EXERCISE DESCRIPTION> Repeat verbatim every line of the material, beginning at the line that holds "assert_eq!(arena.len(), 0);" and ending at its last line.

RECORDS FOR THIS TASK>
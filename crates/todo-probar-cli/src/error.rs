//! Error types for the CLI

use thiserror::Error;

/// Result type for CLI operations
pub type CliResult<T> = Result<T, CliError>;

/// Errors that can occur in the CLI
#[derive(Debug, Error)]
pub enum CliError {
    /// Configuration error
    #[error("Configuration error: {message}")]
    Config {
        /// Error message
        message: String,
    },

    /// The journey could not be run to the end
    #[error("Journey failed: {message}")]
    JourneyExecution {
        /// Error message
        message: String,
    },

    /// IO error
    #[error("I/O error: {0}")]
    Io(#[from] std::io::Error),

    /// Library error
    #[error("{0}")]
    Probar(#[from] todo_probar::ProbarError),

    /// Invalid argument
    #[error("Invalid argument: {message}")]
    InvalidArgument {
        /// Error message
        message: String,
    },

    /// Report generation error
    #[error("Report generation failed: {message}")]
    ReportGeneration {
        /// Error message
        message: String,
    },
}

impl CliError {
    /// Create a configuration error
    #[must_use]
    pub fn config(message: impl Into<String>) -> Self {
        Self::Config {
            message: message.into(),
        }
    }

    /// Create a journey execution error
    #[must_use]
    pub fn journey_execution(message: impl Into<String>) -> Self {
        Self::JourneyExecution {
            message: message.into(),
        }
    }

    /// Create an invalid argument error
    #[must_use]
    pub fn invalid_argument(message: impl Into<String>) -> Self {
        Self::InvalidArgument {
            message: message.into(),
        }
    }

    /// Create a report generation error
    #[must_use]
    pub fn report_generation(message: impl Into<String>) -> Self {
        Self::ReportGeneration {
            message: message.into(),
        }
    }
}
//! Action primitives.
//!
//! Each action is one unconditional operation on one handle, followed by a
//! readiness checkpoint. Actions return nothing observable; callers re-query
//! after acting.

use crate::driver::{ElementHandle, Selector, TodoDriver};
use crate::result::ProbarResult;
use crate::wait::Readiness;
use tracing::{debug, instrument};

/// Click, type, and navigate with a checkpoint after each
#[derive(Debug)]
pub struct Actions<'a, D: TodoDriver + ?Sized> {
    driver: &'a D,
    readiness: &'a Readiness,
}

impl<'a, D: TodoDriver + ?Sized> Actions<'a, D> {
    /// Create action primitives over a driver
    #[must_use]
    pub const fn new(driver: &'a D, readiness: &'a Readiness) -> Self {
        Self { driver, readiness }
    }

    /// Click an element
    #[instrument(level = "debug", skip(self, element), fields(element = %element))]
    pub async fn click(&self, element: &ElementHandle) -> ProbarResult<()> {
        self.driver.click(element).await?;
        settle(self.driver, self.readiness).await
    }

    /// Append literal text to an element; existing content is kept
    #[instrument(level = "debug", skip(self, element), fields(element = %element))]
    pub async fn type_text(&self, element: &ElementHandle, text: &str) -> ProbarResult<()> {
        self.driver.type_text(element, text).await?;
        settle(self.driver, self.readiness).await
    }
}

/// Load `url`, then wait for the document and, if given, a sentinel element
#[instrument(level = "info", skip(driver, readiness, sentinel))]
pub async fn navigate<D: TodoDriver + ?Sized>(
    driver: &mut D,
    readiness: &Readiness,
    url: &str,
    sentinel: Option<&Selector>,
) -> ProbarResult<()> {
    driver.navigate(url).await?;
    settle(&*driver, readiness).await?;
    if let Some(selector) = sentinel {
        readiness
            .element_present(&*driver, selector)
            .await?
            .into_result(readiness.options())?;
    }
    Ok(())
}

async fn settle<D: TodoDriver + ?Sized>(driver: &D, readiness: &Readiness) -> ProbarResult<()> {
    let result = readiness
        .document_ready(driver)
        .await?
        .into_result(readiness.options())?;
    debug!(polls = result.polls, "settled");
    Ok(())
}
/// Open step returned by [`Scenario::begin`]
#[derive(Debug)]
#[must_use = "pass the mark to Scenario::finish"]
pub struct StepMark {
    name: String,
    started: Instant,
    defects_before: u32,
}

/// Runs checks against one page and owns the defect log for the run
pub struct Scenario<'a, D: TodoDriver + ?Sized> {
    driver: &'a mut D,
    contract: AppContract,
    readiness: Readiness,
    log: DefectLog,
    steps: Vec<StepRecord>,
    step: String,
    title: Option<String>,
}

impl<D: TodoDriver + ?Sized> std::fmt::Debug for Scenario<'_, D> {
    fn fmt(&self, f: &mut std::fmt::Formatter<'_>) -> std::fmt::Result {
        f.debug_struct("Scenario")
            .field("step", &self.step)
            .field("defects", &self.log.count())
            .field("steps", &self.steps.len())
            .finish_non_exhaustive()
    }
}
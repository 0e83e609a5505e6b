//! Arena storage for heap nodes and the handle lookup table
//!
//! Tree-shaped heaps keep their nodes in a [`SlotMap`] and link them through
//! `Option<NodeKey>` fields, so parent/child/sibling back-references never form
//! ownership cycles.
//!
//! The leftist, skew and binomial heaps restore order by swapping *payloads*
//! (value plus element identity) between nodes instead of relinking them. The
//! element a handle refers to therefore wanders from node to node, and
//! [`NodeArena`] keeps a second slotmap, the locator, mapping each
//! [`ElementKey`] to the node currently holding it. Every payload swap rewrites
//! both locator entries, which keeps handle lookup O(1) instead of a tree scan.
//!
//! Slotmap keys are generational: once an element is released its key no
//! longer resolves, so stale handles are reported rather than aliasing a newer
//! element that reused the slot.

use crate::traits::HeapError;
use log::debug;
use slotmap::{new_key_type, Key, SlotMap};
use std::mem;
use std::ops::{Index, IndexMut};

new_key_type! {
    /// Slot of a node in a heap's arena
    pub struct NodeKey;

    /// Identity of one inserted element, stable across payload swaps
    pub struct ElementKey;
}

/// The part of a node that travels when two nodes swap contents
#[derive(Debug, Clone)]
pub(crate) struct Payload<T> {
    pub(crate) value: T,
    pub(crate) element: ElementKey,
}

/// A node type that carries a [`Payload`]
pub(crate) trait Slot {
    type Value;

    fn payload(&self) -> &Payload<Self::Value>;

    fn payload_mut(&mut self) -> &mut Payload<Self::Value>;

    fn into_payload(self) -> Payload<Self::Value>;
}

/// Node slotmap plus the element-to-node locator
#[derive(Debug, Clone)]
pub(crate) struct NodeArena<N> {
    nodes: SlotMap<NodeKey, N>,
    locator: SlotMap<ElementKey, NodeKey>,
}

impl<N: Slot> NodeArena<N> {
    pub(crate) fn new() -> Self {
        Self {
            nodes: SlotMap::with_key(),
            locator: SlotMap::with_key(),
        }
    }

    #[inline]
    pub(crate) fn len(&self) -> usize {
        self.nodes.len()
    }

    /// Stores a new node built around `value`, registering its element
    pub(crate) fn alloc(
        &mut self,
        value: N::Value,
        build: impl FnOnce(Payload<N::Value>) -> N,
    ) -> (NodeKey, ElementKey) {
        let element = self.locator.insert(NodeKey::null());
        let node = self.nodes.insert(build(Payload { value, element }));
        self.locator[element] = node;
        (node, element)
    }

    /// Node currently holding `element`
    #[inline]
    pub(crate) fn locate(&self, element: ElementKey) -> Result<NodeKey, HeapError> {
        self.locator.get(element).copied().ok_or_else(|| {
            debug!("rejected stale handle {:?}", element);
            HeapError::InvalidHandle
        })
    }

    #[inline]
    pub(crate) fn value(&self, node: NodeKey) -> &N::Value {
        &self.nodes[node].payload().value
    }

    #[inline]
    pub(crate) fn set_value(&mut self, node: NodeKey, value: N::Value) {
        self.nodes[node].payload_mut().value = value;
    }

    /// True if the value at `a` orders strictly before the value at `b`
    #[inline]
    pub(crate) fn less(&self, a: NodeKey, b: NodeKey) -> bool
    where
        N::Value: Ord,
    {
        self.value(a) < self.value(b)
    }

    /// Exchanges the payloads of two nodes and re-points both elements
    pub(crate) fn swap_payloads(&mut self, a: NodeKey, b: NodeKey) {
        if let Some([x, y]) = self.nodes.get_disjoint_mut([a, b]) {
            mem::swap(x.payload_mut(), y.payload_mut());
            let (at_a, at_b) = (x.payload().element, y.payload().element);
            self.locator[at_a] = a;
            self.locator[at_b] = b;
        }
    }

    /// Frees a node that the caller has already unlinked, returning its value
    pub(crate) fn release(&mut self, node: NodeKey) -> Result<N::Value, HeapError> {
        let payload = self
            .nodes
            .remove(node)
            .ok_or(HeapError::InvalidHandle)?
            .into_payload();
        self.locator.remove(payload.element);
        Ok(payload.value)
    }

    pub(crate) fn clear(&mut self) {
        self.nodes.clear();
        self.locator.clear();
    }

    pub(crate) fn contains_node(&self, node: NodeKey) -> bool {
        self.nodes.contains_key(node)
    }

    /// Checks that the locator and the nodes agree one-to-one
    pub(crate) fn lookup_consistent(&self) -> bool {
        self.locator.len() == self.nodes.len()
            && self
                .nodes
                .iter()
                .all(|(key, node)| self.locator.get(node.payload().element) == Some(&key))
    }
}

impl<N> Index<NodeKey> for NodeArena<N> {
    type Output = N;

    #[inline]
    fn index(&self, key: NodeKey) -> &N {
        &self.nodes[key]
    }
}

impl<N> IndexMut<NodeKey> for NodeArena<N> {
    #[inline]
    fn index_mut(&mut self, key: NodeKey) -> &mut N {
        &mut self.nodes[key]
    }
}

#[cfg(test)]
mod tests {
    use super::*;

    #[derive(Debug)]
    struct Leaf {
        payload: Payload<i32>,
    }

    impl Slot for Leaf {
        type Value = i32;

        fn payload(&self) -> &Payload<i32> {
            &self.payload
        }

        fn payload_mut(&mut self) -> &mut Payload<i32> {
            &mut self.payload
        }

        fn into_payload(self) -> Payload<i32> {
            self.payload
        }
    }

    fn leaf(payload: Payload<i32>) -> Leaf {
        Leaf { payload }
    }

    #[test]
    fn test_alloc_and_locate() {
        let mut arena = NodeArena::new();
        let (node, element) = arena.alloc(42, leaf);

        assert_eq!(arena.locate(element), Ok(node));
        assert_eq!(*arena.value(node), 42);
        assert_eq!(arena.len(), 1);
        assert!(arena.lookup_consistent());
    }

    #[test]
    fn test_swap_payloads_moves_elements() {
        let mut arena = NodeArena::new();
        let (a, ea) = arena.alloc(1, leaf);
        let (b, eb) = arena.alloc(2, leaf);

        arena.swap_payloads(a, b);

        assert_eq!(*arena.value(a), 2);
        assert_eq!(*arena.value(b), 1);
        assert_eq!(arena.locate(ea), Ok(b));
        assert_eq!(arena.locate(eb), Ok(a));
        assert!(arena.lookup_consistent());
    }

    #[test]
    fn test_release_invalidates_element() {
        let mut arena = NodeArena::new();
        let (node, element) = arena.alloc(7, leaf);

        assert_eq!(arena.release(node), Ok(7));
        assert_eq!(arena.locate(element), Err(HeapError::InvalidHandle));
        assert_eq!(arena.release(node), Err(HeapError::InvalidHandle));

        // A reused slot must not resurrect the old element key
        let (_, fresh) = arena.alloc(8, leaf);
        assert_ne!(fresh, element);
        assert_eq!(arena.locate(element), Err(HeapError::InvalidHandle));
    }

    #[test]
    fn test_clear() {
        let mut arena = NodeArena::new();
        let (_, element) = arena.alloc(1, leaf);
        arena.alloc(2, leaf);

        arena.clear();

        assert_eq!(arena.len(), 0);
        assert_eq!(arena.locate(element), Err(HeapError::InvalidHandle));
    }
}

SOLUTION TO THIS EXERCISE>
        assert_eq!(arena.len(), 0);
        assert_eq!(arena.locate(element), Err(HeapError::InvalidHandle));
    }
}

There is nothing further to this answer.